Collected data

◆ ◆ ◆ ◆

//! Line-oriented corpus text format.
//!
//! The format interleaves three directives:
//!
//! - `#` begins a new graph (finalizing the previous one, if it has at least
//!   one vertex);
//! - `v <id> <label>` declares a vertex;
//! - `e <src> <dst> <label>` declares an edge between previously declared
//!   vertices.
//!
//! Blank lines are ignored. End of input finalizes a trailing in-progress
//! graph. [`write_corpus`] renders the inverse form, so a split corpus can be
//! persisted and re-parsed losslessly.

use std::io;

use crate::{
    error::FormatError,
    graph::{Graph, GraphBuilder, GraphError},
};

/// Parses a whole corpus from the line-oriented text format.
///
/// # Errors
/// Returns [`FormatError`] carrying the offending 1-based line number when a
/// line is malformed or an edge references an undeclared vertex.
///
/// # Examples
/// ```
/// use kasago_core::parse_corpus;
///
/// let graphs = parse_corpus("#\nv 0 A\nv 1 B\ne 0 1 x\n")?;
/// assert_eq!(graphs.len(), 1);
/// assert_eq!(graphs[0].vertex_label(0), Some("A"));
/// assert!(graphs[0].has_edge(0, 1));
/// # Ok::<(), kasago_core::FormatError>(())
/// ```
pub fn parse_corpus(text: &str) -> Result<Vec<Graph>, FormatError> {
    let mut graphs = Vec::new();
    let mut current = GraphBuilder::new();

    for (index, raw) in text.lines().enumerate() {
        let line = index + 1;
        let trimmed = raw.trim();
        if trimmed.is_empty() {
            continue;
        }
        if trimmed.starts_with('#') {
            finalize(&mut current, &mut graphs);
            continue;
        }

        let fields: Vec<&str> = trimmed.split_whitespace().collect();
        match fields.first().copied() {
            Some("v") => parse_vertex(line, &fields, &mut current)?,
            Some("e") => parse_edge(line, &fields, &mut current)?,
            Some(directive) => {
                return Err(FormatError::UnknownDirective {
                    line,
                    directive: directive.to_owned(),
                });
            }
            None => {}
        }
    }

    finalize(&mut current, &mut graphs);
    Ok(graphs)
}

/// Parses one integer class label per non-empty line.
///
/// Pairing the result with a graph corpus (count check included) is the
/// caller's job; see [`crate::Corpus::with_labels`].
///
/// # Errors
/// Returns [`FormatError::InvalidInt`] when a non-empty line is not an
/// integer in the label domain.
pub fn parse_labels(text: &str) -> Result<Vec<u8>, FormatError> {
    let mut labels = Vec::new();
    for (index, raw) in text.lines().enumerate() {
        let trimmed = raw.trim();
        if trimmed.is_empty() {
            continue;
        }
        let label = trimmed.parse().map_err(|_| FormatError::InvalidInt {
            line: index + 1,
            token: trimmed.to_owned(),
        })?;
        labels.push(label);
    }
    Ok(labels)
}

/// Renders graphs in the corpus text format.
///
/// # Errors
/// Returns [`io::Error`] when writing to `writer` fails.
pub fn write_corpus<W: io::Write>(graphs: &[Graph], writer: &mut W) -> io::Result<()> {
    for graph in graphs {
        writeln!(writer, "#")?;
        for vertex in graph.vertices() {
            writeln!(writer, "v {} {}", vertex.id(), vertex.label())?;
        }
        for edge in graph.edges() {
            writeln!(writer, "e {} {} {}", edge.source(), edge.target(), edge.label())?;
        }
    }
    Ok(())
}

/// Renders one class label per line.
///
/// # Errors
/// Returns [`io::Error`] when writing to `writer` fails.
pub fn write_labels<W: io::Write>(labels: &[u8], writer: &mut W) -> io::Result<()> {
    for label in labels {
        writeln!(writer, "{label}")?;
    }
    Ok(())
}

/// Appends the in-progress graph when it has at least one vertex.
fn finalize(current: &mut GraphBuilder, graphs: &mut Vec<Graph>) {
    if !current.is_empty() {
        let builder = std::mem::take(current);
        graphs.push(builder.finish());
    }
}

fn parse_vertex(line: usize, fields: &[&str], current: &mut GraphBuilder) -> Result<(), FormatError> {
    let &[_, id, label] = fields else {
        return Err(FormatError::FieldCount {
            line,
            directive: 'v',
            expected: 3,
            found: fields.len(),
        });
    };
    let id = parse_u32(line, id)?;
    current
        .add_vertex(id, label)
        .map_err(|err| lift_graph_error(line, err))
}

fn parse_edge(line: usize, fields: &[&str], current: &mut GraphBuilder) -> Result<(), FormatError> {
    let &[_, source, target, label] = fields else {
        return Err(FormatError::FieldCount {
            line,
            directive: 'e',
            expected: 4,
            found: fields.len(),
        });
    };
    let source = parse_u32(line, source)?;
    let target = parse_u32(line, target)?;
    current
        .add_edge(source, target, label)
        .map_err(|err| lift_graph_error(line, err))
}

fn parse_u32(line: usize, token: &str) -> Result<u32, FormatError> {
    token.parse().map_err(|_| FormatError::InvalidInt {
        line,
        token: token.to_owned(),
    })
}

fn lift_graph_error(line: usize, err: GraphError) -> FormatError {
    match err {
        GraphError::DuplicateVertex { id } => FormatError::DuplicateVertex { line, id },
        GraphError::UnknownVertex { missing, .. } => FormatError::UnknownVertex {
            line,
            vertex: missing,
        },
        GraphError::DuplicateEdge { .. } => FormatError::DuplicateEdge { line },
    }
}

◆ ◆ ◆ ◆

* _PROBLEM_
Identify the lines above that contain the word "index", then copy them.

* _SOLUTION_
    for (index, raw) in text.lines().enumerate() {
        let line = index + 1;
    for (index, raw) in text.lines().enumerate() {
            line: index + 1,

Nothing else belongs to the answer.